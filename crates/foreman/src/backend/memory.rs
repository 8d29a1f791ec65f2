//! In-memory queue backend
//!
//! Reference implementation of [`QueueBackend`] used in tests and for
//! single-process deployments. It mirrors broker semantics closely enough
//! to exercise every consumer-side path: delivery tags, prefetch credit,
//! cancel races, and a visibility timeout that requeues unacknowledged
//! deliveries as redelivered.

use std::collections::{HashMap, VecDeque};
use std::sync::Arc;
use std::time::Duration;

use async_trait::async_trait;
use parking_lot::Mutex;
use tokio::sync::mpsc;
use tokio::task::JoinHandle;
use tokio::time::Instant;
use tracing::{debug, trace, warn};

use super::{BackendError, Delivery, DeliveryTag, QueueBackend, QueueInfo, SubscriptionId};

/// Broker tuning knobs.
#[derive(Debug, Clone)]
pub struct MemoryBrokerConfig {
    /// How long a delivery may stay unacknowledged before it is requeued
    /// as redelivered.
    pub visibility_timeout: Duration,

    /// How often the broker checks for expired deliveries and retries
    /// push deliveries that previously found every subscriber full.
    pub sweep_interval: Duration,
}

impl Default for MemoryBrokerConfig {
    fn default() -> Self {
        Self {
            visibility_timeout: Duration::from_secs(30),
            sweep_interval: Duration::from_millis(25),
        }
    }
}

impl MemoryBrokerConfig {
    pub fn new() -> Self {
        Self::default()
    }

    pub fn with_visibility_timeout(mut self, timeout: Duration) -> Self {
        self.visibility_timeout = timeout;
        self
    }

    pub fn with_sweep_interval(mut self, interval: Duration) -> Self {
        self.sweep_interval = interval;
        self
    }
}

struct ReadyMessage {
    payload: Vec<u8>,
    redelivered: bool,
}

struct InFlight {
    queue: String,
    payload: Vec<u8>,
    deadline: Instant,
    subscription: Option<u64>,
}

struct Subscriber {
    id: u64,
    prefetch: u16,
    inflight: u16,
    sink: mpsc::Sender<Delivery>,
}

#[derive(Default)]
struct QueueState {
    ready: VecDeque<ReadyMessage>,
    subscribers: Vec<Subscriber>,
    /// Round-robin cursor over subscribers.
    next: usize,
    /// Rejected without redelivery.
    dead: Vec<Vec<u8>>,
}

#[derive(Default)]
struct BrokerState {
    queues: HashMap<String, QueueState>,
    unacked: HashMap<u64, InFlight>,
    next_tag: u64,
    next_subscription: u64,
}

/// In-process broker.
pub struct MemoryBroker {
    state: Arc<Mutex<BrokerState>>,
    config: MemoryBrokerConfig,
    sweeper: JoinHandle<()>,
}

impl MemoryBroker {
    /// Create a broker with default settings. Must be called inside a
    /// tokio runtime (the broker spawns a background sweeper).
    pub fn new() -> Self {
        Self::with_config(MemoryBrokerConfig::default())
    }

    pub fn with_config(config: MemoryBrokerConfig) -> Self {
        let state = Arc::new(Mutex::new(BrokerState::default()));
        let sweeper = {
            let state = Arc::clone(&state);
            let visibility = config.visibility_timeout;
            let interval = config.sweep_interval;
            tokio::spawn(async move {
                let mut ticker = tokio::time::interval(interval);
                ticker.set_missed_tick_behavior(tokio::time::MissedTickBehavior::Skip);
                loop {
                    ticker.tick().await;
                    let mut state = state.lock();
                    sweep(&mut state, Instant::now());
                    let queues: Vec<String> = state.queues.keys().cloned().collect();
                    for queue in queues {
                        pump(&mut state, &queue, visibility);
                    }
                }
            })
        };

        Self {
            state,
            config,
            sweeper,
        }
    }

    /// Messages rejected without redelivery on `queue`.
    pub fn dead_letters(&self, queue: &str) -> Vec<Vec<u8>> {
        self.state
            .lock()
            .queues
            .get(queue)
            .map(|q| q.dead.clone())
            .unwrap_or_default()
    }

    /// Deliveries handed out but not yet acknowledged, across all queues.
    pub fn unacked_count(&self) -> usize {
        self.state.lock().unacked.len()
    }
}

impl Default for MemoryBroker {
    fn default() -> Self {
        Self::new()
    }
}

impl Drop for MemoryBroker {
    fn drop(&mut self) {
        self.sweeper.abort();
    }
}

/// Requeue every delivery whose visibility deadline has passed.
fn sweep(state: &mut BrokerState, now: Instant) {
    let expired: Vec<u64> = state
        .unacked
        .iter()
        .filter(|(_, m)| m.deadline <= now)
        .map(|(tag, _)| *tag)
        .collect();

    for tag in expired {
        let Some(inflight) = state.unacked.remove(&tag) else {
            continue;
        };
        debug!(tag, queue = %inflight.queue, "visibility timeout, requeueing delivery");
        let queue = state.queues.entry(inflight.queue.clone()).or_default();
        if let Some(sub) = inflight.subscription {
            credit(queue, sub);
        }
        queue.ready.push_front(ReadyMessage {
            payload: inflight.payload,
            redelivered: true,
        });
    }
}

/// Return one unit of prefetch credit to a subscriber, if it still exists.
fn credit(queue: &mut QueueState, subscription: u64) {
    if let Some(sub) = queue.subscribers.iter_mut().find(|s| s.id == subscription) {
        sub.inflight = sub.inflight.saturating_sub(1);
    }
}

/// Push ready messages to subscribers with available credit.
fn pump(state: &mut BrokerState, queue_name: &str, visibility: Duration) {
    let now = Instant::now();
    loop {
        let Some(queue) = state.queues.get_mut(queue_name) else {
            return;
        };
        if queue.ready.is_empty() || queue.subscribers.is_empty() {
            return;
        }

        // Drop subscribers whose sink is gone; their in-flight deliveries
        // come back via the visibility timeout.
        queue.subscribers.retain(|s| !s.sink.is_closed());
        let count = queue.subscribers.len();
        if count == 0 {
            return;
        }

        let Some(msg) = queue.ready.front() else {
            return;
        };
        let tag = state.next_tag;
        let delivery = Delivery {
            payload: msg.payload.clone(),
            tag: DeliveryTag(tag),
            redelivered: msg.redelivered,
        };

        let mut delivered_to = None;
        for offset in 0..count {
            let idx = (queue.next + offset) % count;
            let sub = &mut queue.subscribers[idx];
            if sub.inflight >= sub.prefetch {
                continue;
            }
            match sub.sink.try_send(delivery.clone()) {
                Ok(()) => {
                    sub.inflight += 1;
                    delivered_to = Some((idx, sub.id));
                    break;
                }
                Err(mpsc::error::TrySendError::Full(_)) => continue,
                Err(mpsc::error::TrySendError::Closed(_)) => continue,
            }
        }

        let Some((idx, sub_id)) = delivered_to else {
            // Every subscriber is out of credit or full; the sweeper
            // retries shortly.
            return;
        };

        queue.next = (idx + 1) % count;
        let Some(msg) = queue.ready.pop_front() else {
            return;
        };
        state.next_tag += 1;
        state.unacked.insert(
            tag,
            InFlight {
                queue: queue_name.to_string(),
                payload: msg.payload,
                deadline: now + visibility,
                subscription: Some(sub_id),
            },
        );
        trace!(tag, queue = queue_name, "pushed delivery");
    }
}

#[async_trait]
impl QueueBackend for MemoryBroker {
    async fn declare(&self, queue: &str, _durable: bool) -> Result<QueueInfo, BackendError> {
        let mut state = self.state.lock();
        let q = state.queues.entry(queue.to_string()).or_default();
        Ok(QueueInfo {
            depth: q.ready.len() as u64,
        })
    }

    async fn publish(
        &self,
        _exchange: &str,
        routing_key: &str,
        payload: Vec<u8>,
        _persistent: bool,
    ) -> Result<(), BackendError> {
        let mut state = self.state.lock();
        state
            .queues
            .entry(routing_key.to_string())
            .or_default()
            .ready
            .push_back(ReadyMessage {
                payload,
                redelivered: false,
            });
        pump(&mut state, routing_key, self.config.visibility_timeout);
        Ok(())
    }

    async fn get(&self, queue: &str) -> Result<Option<Delivery>, BackendError> {
        let mut state = self.state.lock();
        sweep(&mut state, Instant::now());
        let visibility = self.config.visibility_timeout;

        let q = state
            .queues
            .get_mut(queue)
            .ok_or_else(|| BackendError::UnknownQueue(queue.to_string()))?;
        let Some(msg) = q.ready.pop_front() else {
            return Ok(None);
        };

        let tag = state.next_tag;
        state.next_tag += 1;
        let delivery = Delivery {
            payload: msg.payload.clone(),
            tag: DeliveryTag(tag),
            redelivered: msg.redelivered,
        };
        state.unacked.insert(
            tag,
            InFlight {
                queue: queue.to_string(),
                payload: msg.payload,
                deadline: Instant::now() + visibility,
                subscription: None,
            },
        );
        Ok(Some(delivery))
    }

    async fn subscribe(
        &self,
        queue: &str,
        prefetch: u16,
        sink: mpsc::Sender<Delivery>,
    ) -> Result<SubscriptionId, BackendError> {
        let mut state = self.state.lock();
        let id = state.next_subscription;
        state.next_subscription += 1;

        let q = state
            .queues
            .get_mut(queue)
            .ok_or_else(|| BackendError::UnknownQueue(queue.to_string()))?;
        q.subscribers.push(Subscriber {
            id,
            prefetch: prefetch.max(1),
            inflight: 0,
            sink,
        });
        debug!(queue, subscription = id, prefetch, "subscription started");
        pump(&mut state, queue, self.config.visibility_timeout);
        Ok(SubscriptionId(id))
    }

    async fn cancel(&self, queue: &str, id: SubscriptionId) -> Result<(), BackendError> {
        let mut state = self.state.lock();
        let q = state
            .queues
            .get_mut(queue)
            .ok_or_else(|| BackendError::UnknownQueue(queue.to_string()))?;
        let before = q.subscribers.len();
        q.subscribers.retain(|s| s.id != id.0);
        if q.subscribers.len() == before {
            return Err(BackendError::UnknownSubscription);
        }
        debug!(queue, subscription = id.0, "subscription cancelled");
        Ok(())
    }

    async fn ack(&self, tag: DeliveryTag) -> Result<(), BackendError> {
        let mut state = self.state.lock();
        let inflight = state
            .unacked
            .remove(&tag.0)
            .ok_or(BackendError::UnknownTag(tag))?;
        let name = inflight.queue.clone();
        if let Some(sub) = inflight.subscription {
            if let Some(queue) = state.queues.get_mut(&name) {
                credit(queue, sub);
            }
        }
        pump(&mut state, &name, self.config.visibility_timeout);
        Ok(())
    }

    async fn reject(&self, tag: DeliveryTag, redeliver: bool) -> Result<(), BackendError> {
        let mut state = self.state.lock();
        let inflight = state
            .unacked
            .remove(&tag.0)
            .ok_or(BackendError::UnknownTag(tag))?;
        let name = inflight.queue.clone();
        {
            let Some(queue) = state.queues.get_mut(&name) else {
                warn!(queue = %name, "rejected delivery for a deleted queue");
                return Ok(());
            };
            if let Some(sub) = inflight.subscription {
                credit(queue, sub);
            }
            if redeliver {
                queue.ready.push_front(ReadyMessage {
                    payload: inflight.payload,
                    redelivered: true,
                });
            } else {
                queue.dead.push(inflight.payload);
            }
        }
        pump(&mut state, &name, self.config.visibility_timeout);
        Ok(())
    }

    async fn depth(&self, queue: &str) -> Result<u64, BackendError> {
        let mut state = self.state.lock();
        sweep(&mut state, Instant::now());
        state
            .queues
            .get(queue)
            .map(|q| q.ready.len() as u64)
            .ok_or_else(|| BackendError::UnknownQueue(queue.to_string()))
    }

    async fn peek(&self, queue: &str) -> Result<Vec<Vec<u8>>, BackendError> {
        let mut state = self.state.lock();
        sweep(&mut state, Instant::now());
        state
            .queues
            .get(queue)
            .map(|q| q.ready.iter().map(|m| m.payload.clone()).collect())
            .ok_or_else(|| BackendError::UnknownQueue(queue.to_string()))
    }
}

* _Required action_
If a line comes after the one with "to exercise every", leave it out; reproduce exactly every line of the material from the first up to and including that one.

* _Written response_
filename crates/foreman/src/backend/memory.rs
repository 8d29a1f791ec65f2
//! In-memory queue backend
//!
//! Reference implementation of [`QueueBackend`] used in tests and for
//! single-process deployments. It mirrors broker semantics closely enough
//! to exercise every consumer-side path: delivery tags, prefetch credit,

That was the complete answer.